■ Aim of the exercise
Show each line of the records below where the word "SeatCode" occurs.

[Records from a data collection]
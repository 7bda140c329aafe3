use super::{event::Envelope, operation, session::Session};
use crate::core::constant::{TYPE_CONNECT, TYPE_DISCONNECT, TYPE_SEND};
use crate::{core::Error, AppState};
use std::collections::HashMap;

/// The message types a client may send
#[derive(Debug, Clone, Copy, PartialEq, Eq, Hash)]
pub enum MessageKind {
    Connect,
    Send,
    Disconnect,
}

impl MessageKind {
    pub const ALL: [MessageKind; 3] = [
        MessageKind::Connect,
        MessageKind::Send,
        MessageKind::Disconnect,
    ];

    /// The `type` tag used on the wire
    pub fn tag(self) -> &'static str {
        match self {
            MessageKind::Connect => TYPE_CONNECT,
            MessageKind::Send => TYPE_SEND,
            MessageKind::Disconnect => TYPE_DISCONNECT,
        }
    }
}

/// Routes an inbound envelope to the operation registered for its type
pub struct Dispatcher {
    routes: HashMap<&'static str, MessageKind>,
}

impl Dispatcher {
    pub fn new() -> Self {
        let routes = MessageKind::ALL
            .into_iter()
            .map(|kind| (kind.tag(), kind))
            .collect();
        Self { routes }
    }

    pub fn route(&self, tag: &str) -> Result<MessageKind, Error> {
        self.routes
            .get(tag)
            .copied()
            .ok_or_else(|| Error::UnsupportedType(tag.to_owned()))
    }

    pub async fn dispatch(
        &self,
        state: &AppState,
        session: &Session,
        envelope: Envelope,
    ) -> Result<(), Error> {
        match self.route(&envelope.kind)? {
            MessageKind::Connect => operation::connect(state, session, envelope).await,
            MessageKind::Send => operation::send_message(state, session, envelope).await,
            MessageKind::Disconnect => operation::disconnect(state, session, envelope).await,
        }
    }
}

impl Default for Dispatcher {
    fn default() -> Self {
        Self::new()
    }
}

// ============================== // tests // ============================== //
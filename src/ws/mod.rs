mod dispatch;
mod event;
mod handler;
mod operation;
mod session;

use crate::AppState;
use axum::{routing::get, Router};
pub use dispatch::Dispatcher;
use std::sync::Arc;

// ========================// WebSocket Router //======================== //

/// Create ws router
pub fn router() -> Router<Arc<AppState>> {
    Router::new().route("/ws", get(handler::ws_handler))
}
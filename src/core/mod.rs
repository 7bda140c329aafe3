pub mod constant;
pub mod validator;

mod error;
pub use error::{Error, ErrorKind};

...

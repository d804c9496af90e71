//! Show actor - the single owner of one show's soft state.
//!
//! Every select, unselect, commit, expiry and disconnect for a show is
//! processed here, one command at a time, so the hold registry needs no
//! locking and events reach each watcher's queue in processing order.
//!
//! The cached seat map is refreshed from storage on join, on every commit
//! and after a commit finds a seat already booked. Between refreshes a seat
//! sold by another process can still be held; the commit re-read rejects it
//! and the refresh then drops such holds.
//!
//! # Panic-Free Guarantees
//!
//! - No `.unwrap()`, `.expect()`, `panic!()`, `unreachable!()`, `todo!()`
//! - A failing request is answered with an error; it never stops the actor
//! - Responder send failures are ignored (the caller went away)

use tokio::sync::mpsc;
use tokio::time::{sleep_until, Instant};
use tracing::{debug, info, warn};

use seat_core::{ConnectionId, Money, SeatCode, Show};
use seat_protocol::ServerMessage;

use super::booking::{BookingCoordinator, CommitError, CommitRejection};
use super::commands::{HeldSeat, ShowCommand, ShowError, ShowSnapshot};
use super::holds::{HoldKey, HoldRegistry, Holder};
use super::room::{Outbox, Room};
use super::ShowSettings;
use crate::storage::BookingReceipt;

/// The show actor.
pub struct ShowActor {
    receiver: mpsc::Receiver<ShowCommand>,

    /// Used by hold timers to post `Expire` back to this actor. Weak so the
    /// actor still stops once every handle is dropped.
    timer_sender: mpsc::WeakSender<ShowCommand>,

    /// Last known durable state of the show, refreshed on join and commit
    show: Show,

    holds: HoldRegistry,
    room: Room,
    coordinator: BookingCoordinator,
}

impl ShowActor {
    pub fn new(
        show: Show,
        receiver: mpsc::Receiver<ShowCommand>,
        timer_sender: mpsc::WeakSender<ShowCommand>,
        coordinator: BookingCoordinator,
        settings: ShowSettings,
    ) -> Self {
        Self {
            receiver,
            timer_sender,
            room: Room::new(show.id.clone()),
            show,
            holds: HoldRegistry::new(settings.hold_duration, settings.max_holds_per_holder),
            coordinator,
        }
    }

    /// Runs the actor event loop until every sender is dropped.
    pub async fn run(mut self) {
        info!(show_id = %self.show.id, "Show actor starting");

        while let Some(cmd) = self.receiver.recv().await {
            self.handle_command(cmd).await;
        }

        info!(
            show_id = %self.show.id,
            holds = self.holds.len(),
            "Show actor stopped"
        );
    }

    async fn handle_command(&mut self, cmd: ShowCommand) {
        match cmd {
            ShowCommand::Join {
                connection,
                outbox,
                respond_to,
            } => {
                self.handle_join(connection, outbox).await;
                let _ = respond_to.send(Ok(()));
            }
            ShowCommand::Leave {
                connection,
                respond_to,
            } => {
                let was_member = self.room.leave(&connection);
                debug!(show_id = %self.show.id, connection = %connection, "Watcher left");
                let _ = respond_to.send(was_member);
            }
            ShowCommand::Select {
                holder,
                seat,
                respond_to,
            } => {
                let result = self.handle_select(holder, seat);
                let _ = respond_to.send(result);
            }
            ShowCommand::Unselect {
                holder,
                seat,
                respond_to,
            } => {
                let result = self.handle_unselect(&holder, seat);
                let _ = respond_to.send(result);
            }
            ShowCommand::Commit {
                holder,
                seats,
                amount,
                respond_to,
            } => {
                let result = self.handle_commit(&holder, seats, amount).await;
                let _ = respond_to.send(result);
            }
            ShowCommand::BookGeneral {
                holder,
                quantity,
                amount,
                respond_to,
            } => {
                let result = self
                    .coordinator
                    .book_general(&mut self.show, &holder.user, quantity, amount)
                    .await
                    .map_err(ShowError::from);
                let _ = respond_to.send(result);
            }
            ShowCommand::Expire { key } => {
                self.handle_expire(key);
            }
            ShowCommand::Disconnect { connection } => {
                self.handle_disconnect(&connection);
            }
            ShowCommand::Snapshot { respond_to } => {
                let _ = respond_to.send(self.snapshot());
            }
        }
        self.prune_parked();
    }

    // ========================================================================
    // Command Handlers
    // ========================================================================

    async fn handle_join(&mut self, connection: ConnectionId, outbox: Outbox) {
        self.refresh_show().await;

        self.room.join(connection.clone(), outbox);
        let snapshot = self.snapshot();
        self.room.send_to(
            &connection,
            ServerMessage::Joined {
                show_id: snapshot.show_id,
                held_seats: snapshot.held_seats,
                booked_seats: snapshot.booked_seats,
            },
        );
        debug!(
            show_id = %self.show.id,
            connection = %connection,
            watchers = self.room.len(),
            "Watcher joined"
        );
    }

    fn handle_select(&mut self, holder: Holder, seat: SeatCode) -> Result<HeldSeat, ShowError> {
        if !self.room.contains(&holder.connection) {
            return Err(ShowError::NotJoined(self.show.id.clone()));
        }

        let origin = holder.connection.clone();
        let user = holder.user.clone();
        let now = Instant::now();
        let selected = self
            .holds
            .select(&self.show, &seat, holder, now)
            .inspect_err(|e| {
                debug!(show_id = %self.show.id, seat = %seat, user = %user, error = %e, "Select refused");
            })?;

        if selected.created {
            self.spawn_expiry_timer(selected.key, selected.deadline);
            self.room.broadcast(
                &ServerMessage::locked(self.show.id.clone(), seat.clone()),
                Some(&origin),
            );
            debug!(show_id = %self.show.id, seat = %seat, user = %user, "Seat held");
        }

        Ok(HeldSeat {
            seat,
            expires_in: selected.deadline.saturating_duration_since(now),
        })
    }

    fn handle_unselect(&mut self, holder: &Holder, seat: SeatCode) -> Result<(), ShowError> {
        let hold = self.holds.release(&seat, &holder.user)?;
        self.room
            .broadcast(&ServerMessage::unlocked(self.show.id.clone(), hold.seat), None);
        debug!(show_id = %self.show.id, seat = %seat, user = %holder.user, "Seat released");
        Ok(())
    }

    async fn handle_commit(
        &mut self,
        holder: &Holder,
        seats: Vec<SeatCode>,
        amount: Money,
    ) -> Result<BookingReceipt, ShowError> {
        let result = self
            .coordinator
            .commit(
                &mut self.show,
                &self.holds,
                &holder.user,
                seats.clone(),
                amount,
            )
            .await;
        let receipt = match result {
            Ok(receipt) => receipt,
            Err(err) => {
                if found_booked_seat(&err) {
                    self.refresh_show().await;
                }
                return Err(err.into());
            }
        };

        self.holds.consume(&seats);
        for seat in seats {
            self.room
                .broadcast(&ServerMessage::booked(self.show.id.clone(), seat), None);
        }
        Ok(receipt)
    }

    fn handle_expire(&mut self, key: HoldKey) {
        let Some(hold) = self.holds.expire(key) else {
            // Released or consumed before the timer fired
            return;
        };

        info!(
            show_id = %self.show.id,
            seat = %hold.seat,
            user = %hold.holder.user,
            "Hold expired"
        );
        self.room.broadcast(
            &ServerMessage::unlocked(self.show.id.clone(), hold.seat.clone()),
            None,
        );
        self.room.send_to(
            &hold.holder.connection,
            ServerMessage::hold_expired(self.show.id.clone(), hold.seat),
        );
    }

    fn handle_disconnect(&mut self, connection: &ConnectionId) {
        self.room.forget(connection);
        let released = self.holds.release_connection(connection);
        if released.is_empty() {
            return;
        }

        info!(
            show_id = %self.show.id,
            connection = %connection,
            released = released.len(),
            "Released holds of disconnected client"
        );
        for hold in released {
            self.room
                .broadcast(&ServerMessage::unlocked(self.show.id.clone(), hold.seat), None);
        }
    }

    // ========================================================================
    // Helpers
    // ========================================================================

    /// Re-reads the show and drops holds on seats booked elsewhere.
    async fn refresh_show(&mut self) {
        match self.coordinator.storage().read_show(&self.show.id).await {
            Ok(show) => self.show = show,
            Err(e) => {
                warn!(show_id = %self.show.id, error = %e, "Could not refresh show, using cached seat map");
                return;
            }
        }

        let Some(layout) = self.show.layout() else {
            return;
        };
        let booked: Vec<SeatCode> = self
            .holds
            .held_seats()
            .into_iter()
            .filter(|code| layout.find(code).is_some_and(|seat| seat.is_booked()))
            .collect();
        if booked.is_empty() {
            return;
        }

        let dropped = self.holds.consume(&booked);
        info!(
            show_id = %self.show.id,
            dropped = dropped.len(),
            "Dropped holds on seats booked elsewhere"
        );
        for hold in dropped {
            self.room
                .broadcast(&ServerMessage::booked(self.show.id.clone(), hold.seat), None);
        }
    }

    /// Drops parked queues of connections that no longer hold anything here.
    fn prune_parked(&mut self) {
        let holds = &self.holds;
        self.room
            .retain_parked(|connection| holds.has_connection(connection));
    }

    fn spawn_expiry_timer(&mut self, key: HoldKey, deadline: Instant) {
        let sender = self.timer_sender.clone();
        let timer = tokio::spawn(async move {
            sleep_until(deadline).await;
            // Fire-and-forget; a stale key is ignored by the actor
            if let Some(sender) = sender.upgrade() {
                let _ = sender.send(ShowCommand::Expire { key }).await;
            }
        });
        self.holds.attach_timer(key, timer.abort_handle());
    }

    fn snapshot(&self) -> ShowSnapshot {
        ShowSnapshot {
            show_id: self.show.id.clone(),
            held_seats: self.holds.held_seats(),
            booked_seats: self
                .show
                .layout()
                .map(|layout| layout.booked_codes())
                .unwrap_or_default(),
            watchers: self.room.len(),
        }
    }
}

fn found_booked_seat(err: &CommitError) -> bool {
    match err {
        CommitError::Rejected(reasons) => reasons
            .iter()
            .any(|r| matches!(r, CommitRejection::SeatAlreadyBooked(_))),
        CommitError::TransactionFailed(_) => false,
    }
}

■ Answer to this task
use seat_core::{ConnectionId, Money, SeatCode, Show};
    fn handle_select(&mut self, holder: Holder, seat: SeatCode) -> Result<HeldSeat, ShowError> {
    fn handle_unselect(&mut self, holder: &Holder, seat: SeatCode) -> Result<(), ShowError> {
        seats: Vec<SeatCode>,
        let booked: Vec<SeatCode> = self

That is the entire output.